The experience of listening in on the preparations for musical performances is distinct from the performances themselves in a multitude of ways, but perhaps the most striking to a non-participant is arriving at a high-level rehearsal and seeing all and sundry set up camp for it in their work clothes. The star soloist is wearing old jeans. The conductor, who no matter how rigorously the singers and players enact their parts will likely move around and sweat the most, is wearing shorts and a short-sleeved, thin shirt. The players have open cases near their chairs with spare instrument pieces and alternate score parts strewn across them, and the singers, no matter what the temperature, are wearing neck scarves and lugging big containers of fluids to protect their own precious instruments. The rehearsal accompanist at the beat-up old piano is wearing glasses both on the bridge of the nose and the crown of the head, one for the easier to read individual parts and one for the microscopically reduced full score. All of this in a sort of ordered chaos the shows they are all there to Do Things. It’s work. It’s fun. It’s messy, like life.

Our Big Summer Road Trip, a driving circuit of over 6000 miles this July and August, was a multipurpose travel package designed to accomplish a number of ends, not least of them to attend and study and enjoy music-related adventures with friends, colleagues and other musicians and music lovers in several disparate events. First, we went to the Oregon Bach Festival to see the newly anointed Artistic Director make his debut interview marking the occasion, and more importantly to see maestro Helmuth Rilling conduct his grand finale performance as AD in this season when he officially passed the baton to his successor after 44 outstanding years at the Festival’s helm. The Festival is a fine one, Rilling a justly revered conductor and teacher, and many of the singers and players who participate, along with many regular OBF attendees, are longtime friends and colleagues, so it’s always a joy and privilege to go to the Festival ourselves, but particularly meaningful to see Rilling lead the B Minor Mass on his way to Conductor Emeritus status, since my husband Richard had the good fortune to sing the same piece under Rilling during the maestro’s second year at OBF. A great deal of water has gone under the bridge, and though a lot has changed in that flow of time, many things remain the same. Rehearsals and performances, practice and action go on as ever.

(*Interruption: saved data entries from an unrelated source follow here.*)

//! HTTP and WebSocket front end.
//!
//! A thin axum wrapper around the session engine:
//!
//! - `GET /` - start page, shows `errmsg` if present
//! - `GET /game` - creates a game (no or malformed `g`) and redirects to it,
//!   or serves the game page for a live id
//! - `GET /ws?g=<id>` - WebSocket attach
//! - `GET /static/*` - assets with a `Cache-Control` header

use std::collections::HashMap;

use axum::extract::ws::{Message, WebSocket, WebSocketUpgrade};
use axum::extract::{Query, State};
use axum::http::{header, HeaderValue};
use axum::response::{Html, IntoResponse, Redirect, Response};
use axum::routing::get;
use axum::Router;
use futures::{SinkExt, StreamExt};
use tower_http::services::ServeDir;
use tower_http::set_header::SetResponseHeaderLayer;
use tower_http::trace::TraceLayer;
use tracing::{info, warn};

use crate::state::{serve_connection, AppState, Frame, GAME_ID_LEN};

/// Server errors.
#[derive(Debug, thiserror::Error)]
pub enum ServerError {
    #[error("failed to bind {addr}: {source}")]
    Bind {
        addr: String,
        source: std::io::Error,
    },
    #[error("server error: {0}")]
    Io(#[from] std::io::Error),
    #[error("invalid header value: {0}")]
    Header(#[from] axum::http::header::InvalidHeaderValue),
}

/// Build the application router.
pub fn router(state: AppState) -> Result<Router, ServerError> {
    let cache_control = HeaderValue::from_str(&format!(
        "max-age={}, public, must-revalidate, proxy-revalidate",
        state.config.server.static_max_age_secs
    ))?;
    let assets = Router::new()
        .nest_service("/static", ServeDir::new(&state.config.server.static_dir))
        .layer(SetResponseHeaderLayer::overriding(
            header::CACHE_CONTROL,
            cache_control,
        ));

    Ok(Router::new()
        .route("/", get(home))
        .route("/game", get(game_page))
        .route("/ws", get(ws_handler))
        .merge(assets)
        .layer(TraceLayer::new_for_http())
        .with_state(state))
}

/// Bind and serve until the process stops.
pub async fn run(state: AppState) -> Result<(), ServerError> {
    let addr = state.config.server.bind_address.clone();
    let app = router(state)?;

    let listener = tokio::net::TcpListener::bind(&addr)
        .await
        .map_err(|source| ServerError::Bind {
            addr: addr.clone(),
            source,
        })?;
    info!("listening on http://{}", addr);

    axum::serve(listener, app).await?;
    Ok(())
}

async fn home(Query(query): Query<HashMap<String, String>>) -> Html<String> {
    let error = query
        .get("errmsg")
        .map(|msg| format!("<p class=\"error\">{}</p>", escape_html(msg)))
        .unwrap_or_default();

    Html(format!(
        "<!DOCTYPE html>\n<html><head><title>Memory</title></head><body>\n\
         {error}\n\
         <form action=\"/game\" method=\"get\">\n\
         <input name=\"n\" value=\"10\"> pairs\n\
         <select name=\"t\"><option value=\"1\">classic</option><option value=\"2\">rush</option></select>\n\
         <input name=\"m\" value=\"∞\"> players\n\
         <button>Start</button>\n\
         </form>\n</body></html>\n"
    ))
}

async fn game_page(
    State(state): State<AppState>,
    Query(query): Query<HashMap<String, String>>,
) -> Response {
    let game_id = match query.get("g") {
        Some(g) if g.chars().count() == GAME_ID_LEN => g.clone(),
        _ => {
            let id = state.create_game(&query);
            return Redirect::to(&format!("/game?g={}", id)).into_response();
        }
    };

    info!(game_id = %game_id, "game requested");
    if state.games.get_game(&game_id).is_err() {
        warn!(game_id = %game_id, "game not found");
        let message = format!(
            "The game you were trying to join (id: {}) doesn't exist!",
            game_id
        );
        return Redirect::to(&error_location(&message)).into_response();
    }

    Html(format!(
        "<!DOCTYPE html>\n<html><head><title>Memory {id}</title></head><body>\n\
         <div id=\"game\" data-gid=\"{id}\"></div>\n\
         <script src=\"/static/game.js\"></script>\n</body></html>\n",
        id = escape_html(&game_id)
    ))
    .into_response()
}

async fn ws_handler(
    State(state): State<AppState>,
    Query(query): Query<HashMap<String, String>>,
    ws: WebSocketUpgrade,
) -> Response {
    let game_id = query.get("g").cloned().unwrap_or_default();
    ws.on_upgrade(move |socket| handle_socket(state, game_id, socket))
}

async fn handle_socket(state: AppState, game_id: String, socket: WebSocket) {
    let (sink, stream) = socket.split();

    let incoming = stream.filter_map(|message| async move {
        match message {
            Ok(Message::Text(text)) => Some(Ok(Frame::Text(text))),
            Ok(Message::Close(_)) => Some(Ok(Frame::Close)),
            Ok(_) => None,
            Err(err) => Some(Err(err)),
        }
    });
    let outgoing = sink.with(|frame: Frame| async move {
        Ok::<_, axum::Error>(match frame {
            Frame::Text(text) => Message::Text(text),
            Frame::Close => Message::Close(None),
        })
    });

    serve_connection(state.games.clone(), game_id, incoming, outgoing).await;
}

/// Start page location carrying an error message.
fn error_location(message: &str) -> String {
    match serde_urlencoded::to_string([("errmsg", message)]) {
        Ok(query) => format!("/?{}", query),
        Err(_) => "/".to_string(),
    }
}

fn escape_html(text: &str) -> String {
    let mut out = String::with_capacity(text.len());
    for c in text.chars() {
        match c {
            '&' => out.push_str("&amp;"),
            '<' => out.push_str("&lt;"),
            '>' => out.push_str("&gt;"),
            '"' => out.push_str("&quot;"),
            '\'' => out.push_str("&#39;"),
            _ => out.push(c),
        }
    }
    out
}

I had been reminded of all of this, of course, by the opportunity to attend the Boston Early Music Festival and see my spouse conduct and his Collegium Singers and the university’s Baroque Orchestra in June, along with admiring all of the other marvelous artists and events at BEMF. So many wonderful concerts and recitals; so much hard and happy work to prepare them! And how quickly June disappears into the mists of memory as the summer rolls forward. Thus, a long road trip seemingly becomes an amazingly fresh outing to experience more variations on this theme.

The second of the trio of musical events we attended on the road trip was the regional gathering of choral conductors in our former home area, a great opportunity to renew ties with longtime fellow conductors, teachers and friends over grilled wild salmon and to revisit musical literature options, audition processes, mull over the usual academic topics, share hints about favorite new compositions and gossip about who is the up-and-coming hottest new choir or conductor in anyone’s neighborhood. Driving up to the chapel that serves as the main conference space, whom should we see sitting visiting on the porch but a man who was the excellent recording engineer serving in that artistic task for many of my husband’s choirs’ recordings over the years, and with him, the teacher-conductor-mentor who led Richard to music as a vocation and profession in the first place and so became not only his ‘choral father’ but a lifelong dear friend. To follow this greeting with collegial renewal among many other fellow musical artists, from colleagues and collaborators to singers and students, composers and coordinators of conferences and musical programs at all levels, and then to have dinner a week later with both of those two first friends we’d spotted, was rich beyond words.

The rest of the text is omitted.